Che cosa prevede la Legge 107 del 2015? Una verticalizzazione della scuola, pieni poteri ai Dirigenti scolastici, lo svuotamento decisionale del corpo docente.
Il Dirigente scolastico, in piena autonomia, può gestire il personale scolastico, decidere il monte orario delle discipline ritenute più qualificanti, può assumere altro personale per ampliare l’offerta formativa in specifiche discipline, col compito di approfondimento didattico o di supplenza per docenti assenti. La questione è diventata spinosa perché l’elaborazione dei bisogni formativi, che un tempo era di competenza dei Consigli di classe e dei Collegi docenti, passa esclusivamente nelle mani del Dirigente; ciò ha creato una discrasia, in quanto il personale richiesto non necessita della laurea specifica nelle discipline da approfondire, ma il Dirigente scolastico fa richiesta di docenti inseriti nell’”organico funzionale per l’autonomia” e l’Ufficio scolastico Regionale decide quale docente inviare, pertanto alla richiesta di un docente di filosofia, può corrispondere la nomina di un docente di chimica; insomma, basta che abbia una laurea e il dado è tratto.

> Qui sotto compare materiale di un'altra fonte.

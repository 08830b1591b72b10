use std::path::PathBuf;

use anyhow::Context;
use clap::Parser;
use edusmart_core::EduSmartConfig;
use tracing_subscriber::{fmt, EnvFilter};

#[derive(Parser, Debug)]
#[command(author, version, about = "Create the EduSmart schema and seed the product catalog")]
struct Args {
    #[arg(short, long, default_value = "edusmart.toml")]
    config: String,

    /// JSON array of products
    #[arg(long, default_value = "data/products.json")]
    catalog: PathBuf,

    /// Create tables and indexes, then stop
    #[arg(long)]
    schema_only: bool,
}

#[tokio::main]
async fn main() -> anyhow::Result<()> {
    dotenvy::dotenv().ok();

    let args = Args::parse();

    fmt()
        .with_env_filter(EnvFilter::from_default_env().add_directive(tracing::Level::INFO.into()))
        .init();

    let config = match EduSmartConfig::load(&args.config) {
        Ok(c) => c,
        Err(e) => {
            eprintln!("Failed to load config from {}: {}", args.config, e);
            std::process::exit(1);
        }
    };

    let pool = match edusmart_core::db::create_pool(&config.database).await {
        Ok(p) => p,
        Err(e) => {
            eprintln!("Failed to connect to database: {}", e);
            std::process::exit(1);
        }
    };

    edusmart_ingest::init_schema(&pool, config.embedding.dimensions()).await?;
    println!("✅ Schema ready");

    if args.schema_only {
        return Ok(());
    }

    let products = edusmart_ingest::load_catalog(&args.catalog)
        .with_context(|| format!("loading catalog {}", args.catalog.display()))?;

    let backend = edusmart_core::create_backend_from_config(
        &config.embedding,
        config.embedding.ingest_max_retries,
    )
    .context("creating embedding backend")?;

    let report = edusmart_ingest::seed_products(&pool, backend.as_ref(), &products).await?;
    println!(
        "✅ Seeded {} products ({} embedded, {} without embedding)",
        report.inserted, report.embedded, report.skipped
    );

    let total: (i64,) = sqlx::query_as("SELECT COUNT(*) FROM education_products")
        .fetch_one(&pool)
        .await?;
    println!("📈 Total products in catalog: {}", total.0);

    Ok(())
}
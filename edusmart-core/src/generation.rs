//! Generative model clients
//!
//! `LanguageModel` is the capability the assistant talks to. Two Gemini-backed
//! implementations differ in how they frame the prompt:
//! - **chat**: one user turn: `User question: …` followed by the context block
//! - **direct**: the context block first, then `Current user question: …` and a
//!   `Response:` cue
//!
//! Which one runs is a configuration choice (`[generation] client`). Calls are
//! made once; there is no retry on this path.

use async_trait::async_trait;
use reqwest::Client;
use serde::{Deserialize, Serialize};
use std::time::Duration;
use thiserror::Error;

use crate::config::GenerationConfig;
use crate::embeddings::{parse_gemini_error, API_KEY_HEADER, GEMINI_BASE_URL};

#[async_trait]
pub trait LanguageModel: Send + Sync {
    /// Answer `user_message` given the rendered system `prompt`.
    async fn generate(&self, prompt: &str, user_message: &str) -> Result<String, GenerationError>;

    /// Client name for logs and diagnostics.
    fn name(&self) -> &str;
}

#[derive(Error, Debug)]
pub enum GenerationError {
    #[error("HTTP request failed: {0}")]
    Http(#[from] reqwest::Error),

    #[error("API error ({code}): {message}")]
    Api { code: u16, message: String },

    #[error("Prompt blocked: {0}")]
    Blocked(String),

    #[error("Model returned no text")]
    EmptyResponse,

    #[error("Unknown generation client '{0}' (expected 'chat' or 'direct')")]
    UnknownClient(String),
}

/// Which prompt framing to use.
#[derive(Debug, Clone, Copy, PartialEq, Eq)]
pub enum ModelClient {
    Chat,
    Direct,
}

impl std::str::FromStr for ModelClient {
    type Err = GenerationError;

    fn from_str(s: &str) -> Result<Self, Self::Err> {
        match s.trim() {
            "chat" => Ok(ModelClient::Chat),
            "direct" => Ok(ModelClient::Direct),
            other => Err(GenerationError::UnknownClient(other.to_string())),
        }
    }
}

/// Build the configured model. `Ok(None)` means no API key, i.e. demo mode.
pub fn create_model(
    config: &GenerationConfig,
    api_key: Option<String>,
) -> Result<Option<Box<dyn LanguageModel>>, GenerationError> {
    create_model_with_base_url(config, api_key, GEMINI_BASE_URL.to_string())
}

pub fn create_model_with_base_url(
    config: &GenerationConfig,
    api_key: Option<String>,
    base_url: String,
) -> Result<Option<Box<dyn LanguageModel>>, GenerationError> {
    let client: ModelClient = config.client.parse()?;

    let Some(api_key) = api_key.filter(|k| !k.trim().is_empty()) else {
        return Ok(None);
    };

    let model: Box<dyn LanguageModel> = match client {
        ModelClient::Chat => Box::new(GeminiChatModel {
            transport: GeminiTransport::new(
                api_key,
                config.chat_model.clone(),
                Some(config.temperature),
                base_url,
            )?,
        }),
        ModelClient::Direct => Box::new(GeminiDirectModel {
            transport: GeminiTransport::new(api_key, config.direct_model.clone(), None, base_url)?,
        }),
    };

    tracing::info!(client = model.name(), "Generative model configured");
    Ok(Some(model))
}

// ============================================================================
// Gemini generateContent wire types (private)
// ============================================================================

#[derive(Debug, Serialize)]
#[serde(rename_all = "camelCase")]
struct GenerateRequest {
    contents: Vec<Content>,
    #[serde(skip_serializing_if = "Option::is_none")]
    generation_config: Option<GenerationParams>,
}

#[derive(Debug, Serialize)]
struct GenerationParams {
    temperature: f32,
}

#[derive(Debug, Serialize, Deserialize)]
struct Content {
    #[serde(default)]
    role: Option<String>,
    #[serde(default)]
    parts: Vec<Part>,
}

#[derive(Debug, Serialize, Deserialize)]
struct Part {
    #[serde(default)]
    text: Option<String>,
}

#[derive(Debug, Deserialize)]
#[serde(rename_all = "camelCase")]
struct GenerateResponse {
    #[serde(default)]
    candidates: Vec<Candidate>,
    prompt_feedback: Option<PromptFeedback>,
}

#[derive(Debug, Deserialize)]
struct Candidate {
    content: Option<Content>,
}

#[derive(Debug, Deserialize)]
#[serde(rename_all = "camelCase")]
struct PromptFeedback {
    block_reason: Option<String>,
}

// ============================================================================
// Shared transport
// ============================================================================

#[derive(Debug, Clone)]
struct GeminiTransport {
    client: Client,
    api_key: String,
    model: String,
    temperature: Option<f32>,
    base_url: String,
}

impl GeminiTransport {
    fn new(
        api_key: String,
        model: String,
        temperature: Option<f32>,
        base_url: String,
    ) -> Result<Self, GenerationError> {
        let client = Client::builder()
            .timeout(Duration::from_secs(30))
            .build()?;

        Ok(Self {
            client,
            api_key,
            model,
            temperature,
            base_url,
        })
    }

    /// Send one user turn and return the concatenated candidate text.
    async fn send_user_turn(&self, text: String) -> Result<String, GenerationError> {
        let url = format!("{}/models/{}:generateContent", self.base_url, self.model);

        let request = GenerateRequest {
            contents: vec![Content {
                role: Some("user".to_string()),
                parts: vec![Part { text: Some(text) }],
            }],
            generation_config: self
                .temperature
                .map(|temperature| GenerationParams { temperature }),
        };

        let response = self
            .client
            .post(&url)
            .header(API_KEY_HEADER, &self.api_key)
            .json(&request)
            .send()
            .await?;
        let status = response.status();

        if !status.is_success() {
            let body = response.text().await.unwrap_or_default();
            let (code, message) = parse_gemini_error(status.as_u16(), body);
            tracing::error!(code, message = %message, model = %self.model, "Gemini generation API error");
            return Err(GenerationError::Api { code, message });
        }

        let body: GenerateResponse = response.json().await?;

        if let Some(reason) = body.prompt_feedback.and_then(|f| f.block_reason) {
            return Err(GenerationError::Blocked(reason));
        }

        let text: String = body
            .candidates
            .into_iter()
            .next()
            .and_then(|c| c.content)
            .map(|content| {
                content
                    .parts
                    .into_iter()
                    .filter_map(|p| p.text)
                    .collect::<Vec<_>>()
                    .join("")
            })
            .unwrap_or_default();

        if text.trim().is_empty() {
            return Err(GenerationError::EmptyResponse);
        }
        Ok(text)
    }
}

// ============================================================================
// Implementations
// ============================================================================

/// Conversational framing: the question leads, the context follows.
pub struct GeminiChatModel {
    transport: GeminiTransport,
}

impl GeminiChatModel {
    pub fn chat_message(prompt: &str, user_message: &str) -> String {
        format!("User question: {user_message}\n\nContext: {prompt}")
    }
}

#[async_trait]
impl LanguageModel for GeminiChatModel {
    async fn generate(&self, prompt: &str, user_message: &str) -> Result<String, GenerationError> {
        self.transport
            .send_user_turn(Self::chat_message(prompt, user_message))
            .await
    }

    fn name(&self) -> &str {
        "gemini-chat"
    }
}

/// Completion framing: context first, then the question and a response cue.
pub struct GeminiDirectModel {
    transport: GeminiTransport,
}

impl GeminiDirectModel {
    pub fn completion_prompt(prompt: &str, user_message: &str) -> String {
        format!("{prompt}\n\nCurrent user question: {user_message}\n\nResponse:")
    }
}

#[async_trait]
impl LanguageModel for GeminiDirectModel {
    async fn generate(&self, prompt: &str, user_message: &str) -> Result<String, GenerationError> {
        self.transport
            .send_user_turn(Self::completion_prompt(prompt, user_message))
            .await
    }

    fn name(&self) -> &str {
        "gemini-direct"
    }
}

#[cfg(test)]
mod tests {
    use super::*;
    use wiremock::matchers::{body_json, header, method, path};
    use wiremock::{Mock, MockServer, ResponseTemplate};

    fn reply(text: &str) -> serde_json::Value {
        serde_json::json!({
            "candidates": [{
                "content": { "role": "model", "parts": [{ "text": text }] }
            }]
        })
    }

    fn config(client: &str) -> GenerationConfig {
        GenerationConfig {
            client: client.to_string(),
            ..Default::default()
        }
    }

    #[test]
    fn no_api_key_means_no_model() {
        let model = create_model(&config("chat"), None).unwrap();
        assert!(model.is_none());
        let model = create_model(&config("direct"), Some("  ".to_string())).unwrap();
        assert!(model.is_none());
    }

    #[test]
    fn unknown_client_is_a_config_error() {
        match create_model(&config("langchain"), Some("k".to_string())) {
            Err(GenerationError::UnknownClient(name)) => assert_eq!(name, "langchain"),
            Err(other) => panic!("Expected UnknownClient, got {other:?}"),
            Ok(_) => panic!("Expected UnknownClient, got a model"),
        }
    }

    #[tokio::test]
    async fn chat_client_sends_question_then_context() {
        let server = MockServer::start().await;
        Mock::given(method("POST"))
            .and(path("/models/gemini-2.5-flash:generateContent"))
            .and(header("x-goog-api-key", "test-key"))
            .and(body_json(serde_json::json!({
                "contents": [{
                    "role": "user",
                    "parts": [{ "text": "User question: Any microscopes?\n\nContext: PROMPT" }]
                }],
                "generationConfig": { "temperature": 0.7 }
            })))
            .respond_with(ResponseTemplate::new(200).set_body_json(reply("Yes, the Digital Microscope Pro.")))
            .expect(1)
            .mount(&server)
            .await;

        let model = create_model_with_base_url(&config("chat"), Some("test-key".to_string()), server.uri())
            .unwrap()
            .expect("key present");

        assert_eq!(model.name(), "gemini-chat");
        let text = model.generate("PROMPT", "Any microscopes?").await.unwrap();
        assert_eq!(text, "Yes, the Digital Microscope Pro.");
    }

    #[tokio::test]
    async fn direct_client_sends_context_then_question() {
        let server = MockServer::start().await;
        Mock::given(method("POST"))
            .and(path("/models/gemini-pro:generateContent"))
            .and(body_json(serde_json::json!({
                "contents": [{
                    "role": "user",
                    "parts": [{ "text": "PROMPT\n\nCurrent user question: hi\n\nResponse:" }]
                }]
            })))
            .respond_with(ResponseTemplate::new(200).set_body_json(reply("Hello!")))
            .expect(1)
            .mount(&server)
            .await;

        let model = create_model_with_base_url(&config("direct"), Some("k".to_string()), server.uri())
            .unwrap()
            .unwrap();

        assert_eq!(model.name(), "gemini-direct");
        assert_eq!(model.generate("PROMPT", "hi").await.unwrap(), "Hello!");
    }

    #[tokio::test]
    async fn api_error_is_not_retried() {
        let server = MockServer::start().await;
        Mock::given(method("POST"))
            .respond_with(ResponseTemplate::new(500).set_body_json(serde_json::json!({
                "error": { "code": 500, "message": "backend exploded" }
            })))
            .expect(1)
            .mount(&server)
            .await;

        let model = create_model_with_base_url(&config("chat"), Some("k".to_string()), server.uri())
            .unwrap()
            .unwrap();

        match model.generate("p", "q").await {
            Err(GenerationError::Api { code, message }) => {
                assert_eq!(code, 500);
                assert_eq!(message, "backend exploded");
            }
            other => panic!("Expected Api error, got {other:?}"),
        }
    }

    #[tokio::test]
    async fn blocked_prompt_and_empty_candidates_are_errors() {
        let server = MockServer::start().await;
        Mock::given(method("POST"))
            .respond_with(ResponseTemplate::new(200).set_body_json(serde_json::json!({
                "promptFeedback": { "blockReason": "SAFETY" }
            })))
            .up_to_n_times(1)
            .mount(&server)
            .await;
        Mock::given(method("POST"))
            .respond_with(ResponseTemplate::new(200).set_body_json(serde_json::json!({
                "candidates": []
            })))
            .mount(&server)
            .await;

        let model = create_model_with_base_url(&config("chat"), Some("k".to_string()), server.uri())
            .unwrap()
            .unwrap();

        assert!(matches!(
            model.generate("p", "q").await,
            Err(GenerationError::Blocked(reason)) if reason == "SAFETY"
        ));
        assert!(matches!(
            model.generate("p", "q").await,
            Err(GenerationError::EmptyResponse)
        ));
    }

    #[tokio::test]
    async fn transport_error_does_not_carry_the_key() {
        // nothing listens on the discard port
        let model = create_model_with_base_url(
            &config("chat"),
            Some("SECRET-KEY-123".to_string()),
            "http://127.0.0.1:9".to_string(),
        )
        .unwrap()
        .unwrap();

        let err = model.generate("p", "q").await.unwrap_err();
        assert!(matches!(err, GenerationError::Http(_)));
        assert!(!err.to_string().contains("SECRET-KEY-123"), "key leaked: {err}");
    }
}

Inoltre, la legge prevede l’abolizione delle graduatorie, i docenti rientrano in un Albo regionale da cui il Dirigente attinge per scegliere l’insegnante a cui proporre un incarico che ha durata triennale a seconda del progetto educativo che il Dirigente ha delineato (insomma, la tanto vituperata regionalizzazione della scuola è già in atto). Inoltre, sempre il Dirigente ha libertà nella gestione degli edifici, della didattica, dei progetti formativi e dei fondi a disposizione di ogni singola scuola.
Cosa resta ai dicenti? Un bonus di 500 euro per l’auto formazione e un premio di 1000 euro per l’insegnate più bravo (ovviamente è sempre il Dirigente a decidere chi sia il più meritevole).
Mentre nella riforma precedente le esperienze formative in aziende erano previste solo per gli studenti degli istituti tecnici e professionali, Renzi ha ritenuto opportuno che, quella che ha chiamato “alternanza scuola-lavoro”, sia estesa agli studenti del’ultimo triennio di tutte le scuole superiori (compresi i licei).
Il boccone amaro che Berlusconi non è riuscito a fare ingoiare agli italiani, è riuscito a farlo Renzi: le scuole continueranno ad ottenere i finanziamenti statali, ma, attenzione, potranno usufruire di un bonus fiscale per eventuali donazioni in denaro ricevute da privati (ormai lo sappiamo: ciò che viene proposto dalla destra è cattivo, ciò che proviene da sinistra, “per la causa”, lo si accetta supinamente).
E con questo, la scuola è finita, stiamo tutti sereni.